Anyways, I think you know the answer to your problems. You gotta tell her, and you gotta do it soon, or its gonna drive you insane. I mean, the worst she can say is "lets just be friends." And knowing where you stand with her is gonna be a lot better than wondering. Wondering will get you absolutely nowhere, and is gonna leave you miserable until you find out. You'd be temporarily very miserable if she shoots you down, but its better than never knowing. If she does by chance shoot you down, then c'est la vie dude. You're in high school still, correct? Remember the old line "theres plenty of fish in the sea." As stupid as I may sound being you think or may have found your "soul mate", once you head off into the real world, you're going to meet more seasoned and intelligent women than you ever have in your life. They don't get dumber as they get older. In fact, I'd say its quite the opposite.

And to say that you'd be holding her back isn't necessarily true. I mean, isn't love supposed to override everything else in life? It would for me, as it obviously would for you judging for your current emotions for this chick.

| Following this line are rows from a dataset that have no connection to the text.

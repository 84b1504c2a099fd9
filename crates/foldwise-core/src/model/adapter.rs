//! Bridge from a caller-supplied estimator to something the executor can run

use super::flow::{FlowDescription, ParameterSetting};
use super::registry::FlowRegistry;
use super::traits::Estimator;
use crate::error::{FoldwiseError, FoldwiseResult};
use tracing::debug;

/// A validated classifier together with its flow description
#[derive(Debug)]
pub struct ModelAdapter {
    estimator: Box<dyn Estimator>,
    flow: FlowDescription,
}

impl ModelAdapter {
    /// Validate and wrap an estimator.
    ///
    /// Checks run in order: hyperparameter validation, classifier capability,
    /// probability support, then flow serialization. The first failure is
    /// returned and nothing after it runs.
    pub fn new(estimator: Box<dyn Estimator>, registry: &FlowRegistry) -> FoldwiseResult<Self> {
        estimator.validate()?;

        let classifier = estimator.as_classifier().ok_or_else(|| {
            FoldwiseError::capability(
                estimator.kind(),
                format!(
                    "'{}' has no predict_proba and cannot be run on a classification task",
                    estimator.kind()
                ),
            )
        })?;
        classifier.probability_support().require(estimator.kind())?;

        let flow = registry.serialize(estimator.as_ref())?;
        debug!(flow = %flow.name, "adapted estimator");
        Ok(Self { estimator, flow })
    }

    pub fn kind(&self) -> &'static str {
        self.estimator.kind()
    }

    /// The wrapped, unfitted estimator
    pub fn estimator(&self) -> &dyn Estimator {
        self.estimator.as_ref()
    }

    pub fn flow(&self) -> &FlowDescription {
        &self.flow
    }

    pub fn parameter_settings(&self) -> Vec<ParameterSetting> {
        self.flow.parameter_settings()
    }

    /// A fresh unfitted copy for one fold
    pub fn fresh_estimator(&self) -> Box<dyn Estimator> {
        self.estimator.clone_box()
    }
}

#[cfg(test)]
mod tests {
    use super::*;
    use crate::estimators::{LinearRegression, LogisticRegression, SgdClassifier, SgdLoss};
    use crate::model::{FlowSerializer, ParamValue};
    use std::sync::Arc;
    use std::sync::atomic::{AtomicUsize, Ordering};

    #[derive(Default)]
    struct CountingSerializer(AtomicUsize);

    impl FlowSerializer for CountingSerializer {
        fn serialize(
            &self,
            estimator: &dyn Estimator,
            _registry: &FlowRegistry,
        ) -> FoldwiseResult<FlowDescription> {
            self.0.fetch_add(1, Ordering::SeqCst);
            Ok(FlowDescription::new(estimator.kind(), "test"))
        }
    }

    fn counting_registry() -> (FlowRegistry, Arc<CountingSerializer>) {
        let serializer = Arc::new(CountingSerializer::default());
        let registry = FlowRegistry::new().with_fallback(serializer.clone());
        (registry, serializer)
    }

    #[test]
    fn test_invalid_penalty_fails_before_serialization() {
        let (registry, serializer) = counting_registry();
        let mut model = LogisticRegression::new();
        model.set_param("C", ParamValue::from("abc")).unwrap();

        let err = ModelAdapter::new(Box::new(model), &registry).unwrap_err();
        assert!(err.is_invalid_configuration());
        assert!(err.to_string().contains("Penalty term must be positive; got (C='abc')"));
        assert_eq!(serializer.0.load(Ordering::SeqCst), 0);
    }

    #[test]
    fn test_regressor_is_rejected() {
        let (registry, serializer) = counting_registry();
        let err = ModelAdapter::new(Box::new(LinearRegression::new()), &registry).unwrap_err();
        assert!(err.is_capability());
        assert_eq!(serializer.0.load(Ordering::SeqCst), 0);
    }

    #[test]
    fn test_hinge_loss_is_rejected() {
        let err = ModelAdapter::new(
            Box::new(SgdClassifier::new(SgdLoss::Hinge)),
            &FlowRegistry::new(),
        )
        .unwrap_err();
        assert!(err.is_capability());
        assert!(
            err.to_string()
                .contains("probability estimates are not available for loss='hinge'")
        );
    }

    #[test]
    fn test_adapter_builds_flow() {
        let adapter =
            ModelAdapter::new(Box::new(LogisticRegression::new()), &FlowRegistry::new()).unwrap();
        assert_eq!(adapter.kind(), "logistic_regression");
        assert!(adapter.flow().parameters.contains_key("C"));
        assert!(!adapter.parameter_settings().is_empty());
        assert_eq!(adapter.fresh_estimator().kind(), "logistic_regression");
    }
}
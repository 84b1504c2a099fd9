//! Ordinary least squares regression

use super::math::solve;
use crate::error::{FoldwiseError, FoldwiseResult};
use crate::model::params::unknown_param;
use crate::model::traits::not_fitted;
use crate::model::{Estimator, ParamMap, ParamValue, Regressor};
use ndarray::{Array1, Array2, ArrayView2, Axis, concatenate};

#[derive(Debug, Clone)]
pub struct LinearRegression {
    fit_intercept: bool,
    coefficients: Option<Array1<f64>>,
}

impl LinearRegression {
    pub fn new() -> Self {
        Self {
            fit_intercept: true,
            coefficients: None,
        }
    }

    fn design(&self, x: ArrayView2<'_, f64>) -> FoldwiseResult<Array2<f64>> {
        if !self.fit_intercept {
            return Ok(x.to_owned());
        }
        let ones = Array2::<f64>::ones((x.nrows(), 1));
        let design = concatenate(Axis(1), &[ones.view(), x.view()])?;
        Ok(design)
    }
}

impl Default for LinearRegression {
    fn default() -> Self {
        Self::new()
    }
}

impl Estimator for LinearRegression {
    fn kind(&self) -> &'static str {
        "linear_regression"
    }

    fn params(&self) -> ParamMap {
        let mut params = ParamMap::new();
        params.insert("fit_intercept".into(), self.fit_intercept.into());
        params
    }

    fn set_param(&mut self, name: &str, value: ParamValue) -> FoldwiseResult<()> {
        match name {
            "fit_intercept" => {
                self.fit_intercept = value.as_bool().ok_or_else(|| {
                    FoldwiseError::invalid_configuration(
                        "fit_intercept",
                        format!("fit_intercept must be a boolean; got {}", value.repr()),
                    )
                })?
            }
            other => return Err(unknown_param(self.kind(), other)),
        }
        Ok(())
    }

    fn clone_box(&self) -> Box<dyn Estimator> {
        Box::new(Self {
            fit_intercept: self.fit_intercept,
            coefficients: None,
        })
    }

    fn as_regressor(&self) -> Option<&dyn Regressor> {
        Some(self)
    }

    fn as_regressor_mut(&mut self) -> Option<&mut dyn Regressor> {
        Some(self)
    }
}

impl Regressor for LinearRegression {
    fn fit(&mut self, x: ArrayView2<'_, f64>, y: &[f64]) -> FoldwiseResult<()> {
        if x.nrows() != y.len() {
            return Err(FoldwiseError::estimator(
                self.kind(),
                format!("{} rows but {} targets", x.nrows(), y.len()),
            ));
        }
        let design = self.design(x)?;
        let mut gram = design.t().dot(&design);
        // tiny ridge keeps collinear designs solvable
        for i in 0..gram.nrows() {
            gram[[i, i]] += 1e-10;
        }
        let rhs = design.t().dot(&Array1::from(y.to_vec()));
        let coefficients = solve(gram, rhs).ok_or_else(|| {
            FoldwiseError::estimator(self.kind(), "singular design matrix")
        })?;
        self.coefficients = Some(coefficients);
        Ok(())
    }

    fn predict(&self, x: ArrayView2<'_, f64>) -> FoldwiseResult<Vec<f64>> {
        let coefficients = self
            .coefficients
            .as_ref()
            .ok_or_else(|| not_fitted(self.kind()))?;
        Ok(self.design(x)?.dot(coefficients).to_vec())
    }
}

Get it off your chest man. What happens, happens. If she says no, then it obviously wasn't meant to be. Theres somebody out there for everyone, probably multiple people. Maybe this is your somebody, maybe it isn't.

I couldn't make a prediction here judging from your situation because its a well known fact that guys operate on logic and females operate on reverse logic. So you never know whats going through her head. But if you don't tell her its gonna eat away at you majorly.

This site is great ain't it? Dedicated to guitars, yet we can talk about such things like this and not get ridiculed for it.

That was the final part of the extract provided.